HBCUs often justify these partnerships by arguing that non-Black firms offer broader networks, more resources, or greater reach. This argument is both self-fulfilling and self-defeating. It’s self-fulfilling because when HBCUs consistently choose non-Black partners, they ensure that Black-owned businesses never gain the institutional backing needed to compete at scale. How can Black-owned real estate companies build the same networks as Keller Williams when HBCUs, the institutions that should be their natural partners, consistently choose their competitors? It’s self-defeating because it undermines the very purpose of HBCUs. These institutions were created because the existing educational ecosystem excluded Black Americans. They thrived by building their own networks, creating their own opportunities, and supporting each other.
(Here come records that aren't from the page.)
use axum::{
    extract::{Extension, Path, Query},
    http::StatusCode,
    routing::{get, post},
    Json, Router,
};
use serde::{Deserialize, Serialize};
use std::sync::Arc;
use uuid::Uuid;

use crate::{
    error::{not_found, AppErr, AppResult, JsonBody},
    room::{Role, Room},
    state::{Hub, Rooms, Tracks},
};

/// Sent to listeners just before a deleted room's connections are closed.
const ROOM_CLOSED: &str = r#"{"type":"room_closed"}"#;

#[derive(Deserialize)]
pub struct CreateRoomInput { name: String }

#[derive(Serialize)]
pub struct CreatedRoom { room_id: String, host_id: String, room_name: String }

#[derive(Deserialize)]
pub struct JoinInput { user_name: String }

#[derive(Serialize)]
pub struct Joined { user_id: String }

#[derive(Deserialize)]
pub struct PlayInput { track_id: String, user_id: String }

#[derive(Deserialize)]
pub struct SeekInput { position: i64, user_id: String }

#[derive(Deserialize)]
pub struct UserInput { user_id: String }

#[derive(Serialize)]
pub struct RoleView { is_host: bool, can_control: bool }

pub fn router() -> Router {
    Router::new()
        .route("/rooms",            post(create))
        .route("/rooms/:id",        get(show).delete(remove))
        .route("/rooms/:id/join",   post(join))
        .route("/rooms/:id/leave",  post(leave))
        .route("/rooms/:id/play",   post(play))
        .route("/rooms/:id/pause",  post(pause))
        .route("/rooms/:id/resume", post(resume))
        .route("/rooms/:id/seek",   post(seek))
        .route("/rooms/:id/role",   get(role))
}

/* ---------------- helpers ---------------- */
async fn lookup(rooms: &Rooms, id: &str) -> AppResult<Arc<Room>> {
    rooms.get(id).await.ok_or_else(|| not_found("Room"))
}

/// Room lookup plus the playback permission check, both ahead of any mutation.
async fn controlled(rooms: &Rooms, id: &str, user_id: &str) -> AppResult<Arc<Room>> {
    let room = lookup(rooms, id).await?;
    if !room.can_control(user_id) {
        return Err(AppErr::Forbidden);
    }
    Ok(room)
}

/// Pushes the post-mutation snapshot; the room lock is already released here.
async fn publish(hub: &Hub, room: &Room) {
    if let Some(frame) = room.to_json() {
        hub.broadcast(room.id(), frame).await;
    }
}

/* ---------------- lifecycle ---------------- */
async fn create(
    Extension(rooms): Extension<Rooms>,
    JsonBody(p): JsonBody<CreateRoomInput>,
) -> AppResult<Json<CreatedRoom>> {
    let room_id = Uuid::new_v4().to_string();
    let host_id = Uuid::new_v4().to_string();
    let room = rooms.create(room_id.clone(), p.name, host_id.clone()).await;
    Ok(Json(CreatedRoom { room_id, host_id, room_name: room.name().to_owned() }))
}

async fn show(
    Path(id): Path<String>,
    Extension(rooms): Extension<Rooms>,
) -> AppResult<Json<crate::room::Snapshot>> {
    Ok(Json(lookup(&rooms, &id).await?.snapshot()))
}

async fn remove(
    Path(id): Path<String>,
    Extension(rooms): Extension<Rooms>,
    Extension(hub): Extension<Hub>,
) -> AppResult<StatusCode> {
    if !rooms.delete(&id).await {
        return Err(not_found("Room"));
    }
    let live = hub.connections(&id).await;
    hub.broadcast_to(&id, Role::Listener, ROOM_CLOSED).await;
    hub.close(&id).await;
    tracing::info!(room = %id, connections = live, "room torn down");
    Ok(StatusCode::NO_CONTENT)
}

/* ---------------- membership ---------------- */
async fn join(
    Path(id): Path<String>,
    Extension(rooms): Extension<Rooms>,
    Extension(hub): Extension<Hub>,
    JsonBody(p): JsonBody<JoinInput>,
) -> AppResult<Json<Joined>> {
    let room = lookup(&rooms, &id).await?;
    let user_id = Uuid::new_v4().to_string();
    room.join(&user_id, &p.user_name);
    publish(&hub, &room).await;
    Ok(Json(Joined { user_id }))
}

async fn leave(
    Path(id): Path<String>,
    Extension(rooms): Extension<Rooms>,
    Extension(hub): Extension<Hub>,
    JsonBody(p): JsonBody<UserInput>,
) -> AppResult<StatusCode> {
    let room = lookup(&rooms, &id).await?;
    if room.leave(&p.user_id) {
        publish(&hub, &room).await;
    }
    Ok(StatusCode::NO_CONTENT)
}

#[derive(Deserialize)]
pub struct RoleQuery { user_id: Option<String> }

async fn role(
    Path(id): Path<String>,
    Query(q): Query<RoleQuery>,
    Extension(rooms): Extension<Rooms>,
) -> AppResult<Json<RoleView>> {
    let room = lookup(&rooms, &id).await?;
    let uid = q.user_id.unwrap_or_default();
    Ok(Json(RoleView {
        is_host: !uid.is_empty() && room.is_host(&uid),
        can_control: room.can_control(&uid),
    }))
}

/* ---------------- playback ---------------- */
async fn play(
    Path(id): Path<String>,
    Extension(rooms): Extension<Rooms>,
    Extension(hub): Extension<Hub>,
    Extension(catalog): Extension<Tracks>,
    JsonBody(p): JsonBody<PlayInput>,
) -> AppResult<StatusCode> {
    let room = controlled(&rooms, &id, &p.user_id).await?;
    let track = catalog.get(&p.track_id).ok_or_else(|| not_found("Track"))?;
    room.play_track(track);
    publish(&hub, &room).await;
    Ok(StatusCode::OK)
}

async fn pause(
    Path(id): Path<String>,
    Extension(rooms): Extension<Rooms>,
    Extension(hub): Extension<Hub>,
    JsonBody(p): JsonBody<UserInput>,
) -> AppResult<StatusCode> {
    let room = controlled(&rooms, &id, &p.user_id).await?;
    room.pause();
    publish(&hub, &room).await;
    Ok(StatusCode::OK)
}

async fn resume(
    Path(id): Path<String>,
    Extension(rooms): Extension<Rooms>,
    Extension(hub): Extension<Hub>,
    JsonBody(p): JsonBody<UserInput>,
) -> AppResult<StatusCode> {
    let room = controlled(&rooms, &id, &p.user_id).await?;
    room.resume();
    publish(&hub, &room).await;
    Ok(StatusCode::OK)
}

async fn seek(
    Path(id): Path<String>,
    Extension(rooms): Extension<Rooms>,
    Extension(hub): Extension<Hub>,
    JsonBody(p): JsonBody<SeekInput>,
) -> AppResult<StatusCode> {
    let room = controlled(&rooms, &id, &p.user_id).await?;
    room.seek(p.position);
    publish(&hub, &room).await;
    Ok(StatusCode::OK)
}
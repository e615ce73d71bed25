pub mod clock;
pub mod registry;

use chrono::{DateTime, Utc};
use parking_lot::Mutex;
use serde::Serialize;
use std::collections::HashMap;
use tracing::warn;

use crate::catalog::Track;
pub use clock::PlaybackState;
pub use registry::RoomRegistry;

const HOST_DISPLAY_NAME: &str = "Host";

#[derive(Debug, Clone, Copy, PartialEq, Eq, Serialize)]
#[serde(rename_all = "lowercase")]
pub enum Role {
    Host,
    Listener,
}

#[derive(Debug, Clone, Serialize)]
pub struct Member {
    pub id:   String,
    pub name: String,
    pub role: Role,
}

/// Immutable view of a room; this is the payload pushed to every connection.
#[derive(Debug, Clone, Serialize)]
pub struct Snapshot {
    pub id:            String,
    pub name:          String,
    pub current_track: Option<Track>,
    pub state:         PlaybackState,
    pub position:      i64,
    pub listeners:     Vec<Member>,
    pub host:          String,
    pub created_at:    DateTime<Utc>,
}

struct Playback {
    track:           Option<Track>,
    state:           PlaybackState,
    base:            i64,
    last_transition: DateTime<Utc>,
}

/* ------------ 房間：名單 + 播放狀態，每間房一把鎖 ------------ */
struct Inner {
    members:  HashMap<String, Member>,
    playback: Playback,
}

pub struct Room {
    id:         String,
    name:       String,
    host:       String,
    created_at: DateTime<Utc>,
    inner:      Mutex<Inner>,
}

impl Room {
    pub fn new(id: String, name: String, host: String) -> Self {
        Self::new_at(id, name, host, Utc::now())
    }

    pub fn new_at(id: String, name: String, host: String, now: DateTime<Utc>) -> Self {
        let mut members = HashMap::new();
        members.insert(
            host.clone(),
            Member { id: host.clone(), name: HOST_DISPLAY_NAME.into(), role: Role::Host },
        );
        Self {
            id,
            name,
            host,
            created_at: now,
            inner: Mutex::new(Inner {
                members,
                playback: Playback {
                    track: None,
                    state: PlaybackState::Stopped,
                    base: 0,
                    last_transition: now,
                },
            }),
        }
    }

    pub fn id(&self) -> &str { &self.id }
    pub fn name(&self) -> &str { &self.name }

    /// Adds `user_id` as a listener. An existing entry keeps its role and only
    /// has its display name refreshed.
    pub fn join(&self, user_id: &str, display_name: &str) {
        let mut g = self.inner.lock();
        g.members
            .entry(user_id.to_owned())
            .and_modify(|m| m.name = display_name.to_owned())
            .or_insert_with(|| Member {
                id: user_id.to_owned(),
                name: display_name.to_owned(),
                role: Role::Listener,
            });
    }

    /// Drops `user_id` from the roster. Returns whether an entry was removed.
    pub fn leave(&self, user_id: &str) -> bool {
        self.inner.lock().members.remove(user_id).is_some()
    }

    /// Playback authorization: the caller must currently hold the Host role in the roster.
    pub fn can_control(&self, user_id: &str) -> bool {
        self.inner
            .lock()
            .members
            .get(user_id)
            .is_some_and(|m| m.role == Role::Host)
    }

    /// Identity check against the creator, independent of the roster.
    pub fn is_host(&self, user_id: &str) -> bool {
        self.host == user_id
    }

    pub fn play_track(&self, track: Track) { self.play_track_at(track, Utc::now()) }
    pub fn pause(&self)                    { self.pause_at(Utc::now()) }
    pub fn resume(&self)                   { self.resume_at(Utc::now()) }
    pub fn seek(&self, position: i64)      { self.seek_at(position, Utc::now()) }
    pub fn snapshot(&self) -> Snapshot     { self.snapshot_at(Utc::now()) }

    pub fn play_track_at(&self, track: Track, now: DateTime<Utc>) {
        let mut g = self.inner.lock();
        let pb = &mut g.playback;
        pb.track = Some(track);
        pb.state = PlaybackState::Playing;
        pb.base = 0;
        pb.last_transition = now;
    }

    pub fn pause_at(&self, now: DateTime<Utc>) {
        let mut g = self.inner.lock();
        let pb = &mut g.playback;
        if pb.state != PlaybackState::Playing {
            return;
        }
        pb.base = pb.base.saturating_add(clock::elapsed_secs(pb.last_transition, now));
        pb.state = PlaybackState::Paused;
        pb.last_transition = now;
    }

    pub fn resume_at(&self, now: DateTime<Utc>) {
        let mut g = self.inner.lock();
        let pb = &mut g.playback;
        if pb.state != PlaybackState::Paused {
            return;
        }
        pb.state = PlaybackState::Playing;
        pb.last_transition = now;
    }

    /// Any integer is accepted; range checking belongs to the caller.
    pub fn seek_at(&self, position: i64, now: DateTime<Utc>) {
        let mut g = self.inner.lock();
        let pb = &mut g.playback;
        pb.base = position;
        pb.last_transition = now;
    }

    pub fn snapshot_at(&self, now: DateTime<Utc>) -> Snapshot {
        let g = self.inner.lock();
        let pb = &g.playback;
        Snapshot {
            id: self.id.clone(),
            name: self.name.clone(),
            current_track: pb.track.clone(),
            state: pb.state,
            position: clock::effective_position(pb.state, pb.base, pb.last_transition, now),
            listeners: g.members.values().cloned().collect(),
            host: self.host.clone(),
            created_at: self.created_at,
        }
    }

    /// Snapshot serialized for the wire; `None` (logged) if encoding fails.
    pub fn to_json(&self) -> Option<String> {
        serde_json::to_string(&self.snapshot())
            .map_err(|e| warn!(room = %self.id, "snapshot encode failed: {e}"))
            .ok()
    }
}

#[cfg(test)]
mod tests {
    use super::*;
    use chrono::{Duration, TimeZone};

    fn t(secs: i64) -> DateTime<Utc> {
        Utc.with_ymd_and_hms(2024, 1, 1, 0, 0, 0).unwrap() + Duration::seconds(secs)
    }

    fn track(id: &str) -> Track {
        Track::stub(id)
    }

    fn room() -> Room {
        Room::new_at("R".into(), "Friday mix".into(), "H".into(), t(0))
    }

    #[test]
    fn new_room_is_stopped_with_host_enrolled() {
        let r = room();
        let s = r.snapshot_at(t(100));
        assert_eq!(s.state, PlaybackState::Stopped);
        assert_eq!(s.position, 0);
        assert!(s.current_track.is_none());
        assert_eq!(s.listeners.len(), 1);
        assert_eq!(s.listeners[0].role, Role::Host);
        assert!(r.can_control("H"));
        assert!(!r.can_control("L1"));
    }

    #[test]
    fn listener_session_scenario() {
        let r = room();
        r.join("L1", "Alice");
        r.play_track_at(track("T1"), t(0));

        let s = r.snapshot_at(t(5));
        assert_eq!((s.state, s.position), (PlaybackState::Playing, 5));

        r.pause_at(t(5));
        let s = r.snapshot_at(t(5));
        assert_eq!((s.state, s.position), (PlaybackState::Paused, 5));

        r.resume_at(t(10));
        let s = r.snapshot_at(t(10));
        assert_eq!((s.state, s.position), (PlaybackState::Playing, 5));

        assert_eq!(r.snapshot_at(t(13)).position, 8);
        assert!(!r.can_control("L1"));
    }

    #[test]
    fn pause_then_resume_preserves_position() {
        let r = room();
        r.play_track_at(track("T1"), t(0));
        let before = r.snapshot_at(t(37)).position;
        r.pause_at(t(37));
        assert_eq!(r.snapshot_at(t(37)).position, before);
        r.resume_at(t(37));
        assert_eq!(r.snapshot_at(t(37)).position, before);
    }

    #[test]
    fn seek_sets_position_in_any_state() {
        let r = room();
        r.seek_at(12, t(1));
        assert_eq!(r.snapshot_at(t(1)).position, 12);
        assert_eq!(r.snapshot_at(t(1)).state, PlaybackState::Stopped);

        r.play_track_at(track("T1"), t(2));
        r.seek_at(90, t(4));
        assert_eq!(r.snapshot_at(t(4)).position, 90);
        assert_eq!(r.snapshot_at(t(6)).position, 92);

        r.pause_at(t(6));
        r.seek_at(-3, t(8));
        assert_eq!(r.snapshot_at(t(20)).position, -3);
        assert_eq!(r.snapshot_at(t(20)).state, PlaybackState::Paused);
    }

    #[test]
    fn play_track_resets_paused_position() {
        let r = room();
        r.play_track_at(track("T1"), t(0));
        r.pause_at(t(30));
        assert_eq!(r.snapshot_at(t(40)).position, 30);

        r.play_track_at(track("T2"), t(40));
        let s = r.snapshot_at(t(40));
        assert_eq!(s.state, PlaybackState::Playing);
        assert_eq!(s.position, 0);
        assert_eq!(s.current_track.map(|t| t.id), Some("T2".to_string()));
    }

    #[test]
    fn pause_and_resume_are_noops_in_wrong_state() {
        let r = room();
        r.pause_at(t(5));
        assert_eq!(r.snapshot_at(t(5)).state, PlaybackState::Stopped);
        r.resume_at(t(5));
        assert_eq!(r.snapshot_at(t(5)).state, PlaybackState::Stopped);

        r.play_track_at(track("T1"), t(0));
        r.resume_at(t(8));
        // resume while playing must not move the transition timestamp
        assert_eq!(r.snapshot_at(t(10)).position, 10);
        r.pause_at(t(10));
        r.pause_at(t(50));
        assert_eq!(r.snapshot_at(t(60)).position, 10);
    }

    #[test]
    fn rejoin_keeps_role() {
        let r = room();
        r.join("L1", "Alice");
        r.join("L1", "Alice B.");
        r.join("H", "The Host");
        let s = r.snapshot_at(t(0));
        assert_eq!(s.listeners.len(), 2);
        let alice = s.listeners.iter().find(|m| m.id == "L1").unwrap();
        assert_eq!((alice.name.as_str(), alice.role), ("Alice B.", Role::Listener));
        assert!(r.can_control("H"));
    }

    #[test]
    fn host_without_roster_entry_is_host_but_cannot_control() {
        let r = room();
        assert!(r.leave("H"));
        assert!(!r.leave("H"));
        assert!(r.is_host("H"));
        assert!(!r.can_control("H"));
        assert!(!r.is_host("L1"));
    }

    #[test]
    fn extreme_seek_does_not_overflow() {
        let r = room();
        r.play_track_at(track("T1"), t(0));
        r.seek_at(i64::MAX, t(0));
        assert_eq!(r.snapshot_at(t(2)).position, i64::MAX);
        r.pause_at(t(2));
        assert_eq!(r.snapshot_at(t(2)).position, i64::MAX);
        assert!(r.to_json().is_some());

        r.resume_at(t(3));
        r.seek_at(i64::MIN, t(3));
        assert_eq!(r.snapshot_at(t(5)).position, i64::MIN + 2);
        r.pause_at(t(5));
        assert_eq!(r.snapshot_at(t(9)).position, i64::MIN + 2);
    }

    #[test]
    fn to_json_is_the_snapshot() {
        let r = room();
        r.seek_at(7, t(0));
        let v: serde_json::Value = serde_json::from_str(&r.to_json().unwrap()).unwrap();
        assert_eq!(v["id"], "R");
        assert_eq!(v["position"], 7);
    }

    #[test]
    fn snapshot_wire_shape() {
        let r = room();
        r.play_track_at(track("a/b.mp3"), t(0));
        let v = serde_json::to_value(r.snapshot_at(t(3))).unwrap();
        for key in ["id", "name", "current_track", "state", "position", "listeners", "host", "created_at"] {
            assert!(v.get(key).is_some(), "missing {key}");
        }
        assert_eq!(v["state"], "playing");
        assert_eq!(v["position"], 3);
        assert_eq!(v["host"], "H");
        assert_eq!(v["listeners"][0]["role"], "host");
        assert_eq!(v["current_track"]["id"], "a/b.mp3");
    }
}
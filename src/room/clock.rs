/* ------------ 播放位置：由最後一次轉換推算 ------------ */
use chrono::{DateTime, Utc};
use serde::Serialize;

#[derive(Debug, Clone, Copy, PartialEq, Eq, Serialize)]
#[serde(rename_all = "lowercase")]
pub enum PlaybackState {
    Stopped,
    Playing,
    Paused,
}

/// Whole seconds elapsed from `since` to `now`, never negative.
pub fn elapsed_secs(since: DateTime<Utc>, now: DateTime<Utc>) -> i64 {
    (now - since).num_seconds().max(0)
}

/// Where playback is at `now`, given the stored base and the time of the last transition.
pub fn effective_position(
    state: PlaybackState,
    base: i64,
    last_transition: DateTime<Utc>,
    now: DateTime<Utc>,
) -> i64 {
    match state {
        PlaybackState::Playing => base.saturating_add(elapsed_secs(last_transition, now)),
        PlaybackState::Stopped | PlaybackState::Paused => base,
    }
}
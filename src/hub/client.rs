/* ------------ 單一連線：註冊 + 收發兩個 pump ------------ */
use axum::extract::ws::{Message, WebSocket};
use futures_util::{
    stream::{SplitSink, SplitStream},
    SinkExt, StreamExt,
};
use serde::Deserialize;
use std::sync::Arc;
use tokio::sync::mpsc;
use tracing::debug;

use super::{BroadcastDirectory, Frame, Peer};
use crate::room::{Role, RoomRegistry};

const PONG: &str = r#"{"type":"pong"}"#;

#[derive(Deserialize)]
#[serde(tag = "type", rename_all = "lowercase")]
enum ClientMsg {
    Ping,
}

/// Immediate reply owed for an inbound text frame, if any.
fn reply_to(raw: &str) -> Option<Frame> {
    match serde_json::from_str::<ClientMsg>(raw) {
        Ok(ClientMsg::Ping) => Some(Arc::from(PONG)),
        Err(e) => {
            debug!("ignoring inbound frame: {e}");
            None
        }
    }
}

/// Runs the connection until the socket fails or the room evicts it.
///
/// The room loop holds the only strong sender of the outbound queue; the
/// inbound side keeps a weak one for pongs, so unregistering is what closes
/// the queue and ends the outbound pump.
pub async fn serve(
    socket: WebSocket,
    room_id: String,
    user_id: String,
    role: Role,
    hub: BroadcastDirectory,
    rooms: Arc<RoomRegistry>,
) {
    let (peer, queue) = Peer::new(user_id, role);
    let peer_id = peer.id;
    let replies = peer.tx.downgrade();
    if !attach(&hub, &rooms, &room_id, peer).await {
        debug!(room = %room_id, "room deleted during upgrade");
        let _ = socket.close().await;
        return;
    }

    let (sink, stream) = socket.split();
    let mut outbound = tokio::spawn(outbound_pump(sink, queue));

    let evicted = tokio::select! {
        _ = inbound_pump(stream, replies) => false,
        _ = &mut outbound => true,
    };

    hub.unregister(&room_id, peer_id).await;
    if !evicted {
        let _ = outbound.await;
    }
    debug!(room = %room_id, evicted, "connection closed");
}

/// Registers `peer`, then confirms the room still exists. A delete that ran
/// between the upgrade check and `register` has already called `close`, so
/// the loop `register` just spawned is closed again here.
async fn attach(hub: &BroadcastDirectory, rooms: &RoomRegistry, room_id: &str, peer: Peer) -> bool {
    hub.register(room_id, peer).await;
    if rooms.get(room_id).await.is_some() {
        return true;
    }
    hub.close(room_id).await;
    false
}

async fn inbound_pump(mut stream: SplitStream<WebSocket>, replies: mpsc::WeakSender<Frame>) {
    while let Some(msg) = stream.next().await {
        match msg {
            Ok(Message::Text(raw)) => {
                let Some(reply) = reply_to(&raw) else { continue };
                if let Some(tx) = replies.upgrade() {
                    if tx.try_send(reply).is_err() {
                        debug!("outbound queue unavailable, pong dropped");
                    }
                }
            }
            Ok(Message::Close(_)) => break,
            Ok(_) => {}
            Err(e) => {
                debug!("websocket read error: {e}");
                break;
            }
        }
    }
}

/// Writes queued frames in order; returns once the queue is closed or a write fails.
async fn outbound_pump(mut sink: SplitSink<WebSocket, Message>, mut queue: mpsc::Receiver<Frame>) {
    while let Some(frame) = queue.recv().await {
        if let Err(e) = sink.send(Message::Text(frame.to_string())).await {
            debug!("websocket write error: {e}");
            return;
        }
    }
    let _ = sink.close().await;
}

#[cfg(test)]
mod tests {
    use super::*;

    #[test]
    fn ping_gets_pong() {
        assert_eq!(reply_to(r#"{"type":"ping"}"#).as_deref(), Some(PONG));
        assert_eq!(reply_to(r#"{"type":"ping","data":null}"#).as_deref(), Some(PONG));
    }

    #[test]
    fn other_frames_are_ignored() {
        assert!(reply_to(r#"{"type":"chat","data":"hi"}"#).is_none());
        assert!(reply_to("not json").is_none());
        assert!(reply_to("{}").is_none());
    }

    #[tokio::test]
    async fn attach_to_deleted_room_leaves_no_loop() {
        let hub = BroadcastDirectory::default();
        let rooms = RoomRegistry::default();
        let (peer, mut queue) = Peer::new("late".into(), Role::Listener);

        assert!(!attach(&hub, &rooms, "gone", peer).await);
        assert!(hub.rooms.read().await.is_empty());
        assert_eq!(hub.connections("gone").await, 0);
        assert!(queue.recv().await.is_none());
    }

    #[tokio::test]
    async fn attach_to_live_room_registers() {
        let hub = BroadcastDirectory::default();
        let rooms = RoomRegistry::default();
        rooms.create("r1".into(), "R".into(), "h".into()).await;
        let (peer, _queue) = Peer::new("u".into(), Role::Listener);

        assert!(attach(&hub, &rooms, "r1", peer).await);
        assert_eq!(hub.connections("r1").await, 1);
    }

    #[test]
    fn pong_wire_shape() {
        let v: serde_json::Value = serde_json::from_str(PONG).unwrap();
        assert_eq!(v, serde_json::json!({"type": "pong"}));
    }
}
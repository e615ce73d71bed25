mod catalog;
mod config;
mod error;
mod hub;
mod room;
mod routes;
mod state;

use axum::{extract::DefaultBodyLimit, Extension, Router};
use std::sync::Arc;
use tower_http::{cors::CorsLayer, limit::RequestBodyLimitLayer, services::ServeDir};
use tracing::info;
use tracing_subscriber::{layer::SubscriberExt, util::SubscriberInitExt};

use crate::{
    catalog::Catalog,
    config::Config,
    room::RoomRegistry,
    state::{Hub, Rooms, Tracks},
};

const BODY_LIMIT: usize = 64 * 1024;

#[tokio::main]
async fn main() -> anyhow::Result<()> {
    dotenvy::dotenv().ok();
    tracing_subscriber::registry()
        .with(
            tracing_subscriber::EnvFilter::try_from_default_env()
                .unwrap_or_else(|_| "synctunes=info,tower_http=info".into()),
        )
        .with(tracing_subscriber::fmt::layer())
        .init();

    let cfg = Config::from_env()?;
    info!("music directory: {}", cfg.music_dir.display());
    tokio::fs::create_dir_all(&cfg.music_dir).await?;

    let catalog: Tracks = Arc::new(Catalog::scan(cfg.music_dir.clone()));
    let rooms: Rooms = Arc::new(RoomRegistry::default());
    let hub = Hub::default();

    let app = Router::new()
        .merge(routes::router())
        .nest_service("/static", ServeDir::new(&cfg.static_dir))
        .layer(Extension(catalog))
        .layer(Extension(rooms))
        .layer(Extension(hub))
        .layer(CorsLayer::permissive())
        .layer(DefaultBodyLimit::max(BODY_LIMIT))
        .layer(RequestBodyLimitLayer::new(BODY_LIMIT));

    let listener = tokio::net::TcpListener::bind(cfg.addr()).await?;
    info!("listening on {}", listener.local_addr()?);
    axum::serve(listener, app.into_make_service()).await?;
    Ok(())
}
The suggestion that HBCUs now need to partner with non-Black institutions to succeed represents a fundamental abandonment of the HBCU mission and the institutional circulation principle that should guide their operations.

Imagine if VUU had instead announced a partnership with a coalition of Black-owned real estate companies. The announcement might have read: “Virginia Union University is proud to announce a groundbreaking partnership with Black-owned real estate firms across Virginia marking the creation of the first Black Real Estate Hub on an HBCU campus. This collaboration goes beyond sponsorship to create career readiness, economic mobility, and wealth-building opportunities for VUU students, alumni, and the Richmond community through real estate education, entrepreneurship, and professional pathways led by successful Black business owners including HBCU alumni. Students will learn not just how to sell houses, but how to build generational wealth through development, investment, and institutional deal-making within the Black business ecosystem. They will receive training from firms like United Real Estate Richmond, Braden Real Estate Group, and other Black-owned companies, with pathways to internships and employment that keep talent and capital circulating within the African American community. The initiative will explicitly connect students with Black-owned banks for financing education, Black-owned title companies for transaction processing, and Black-owned development firms for career opportunities in the full spectrum of real estate activities.”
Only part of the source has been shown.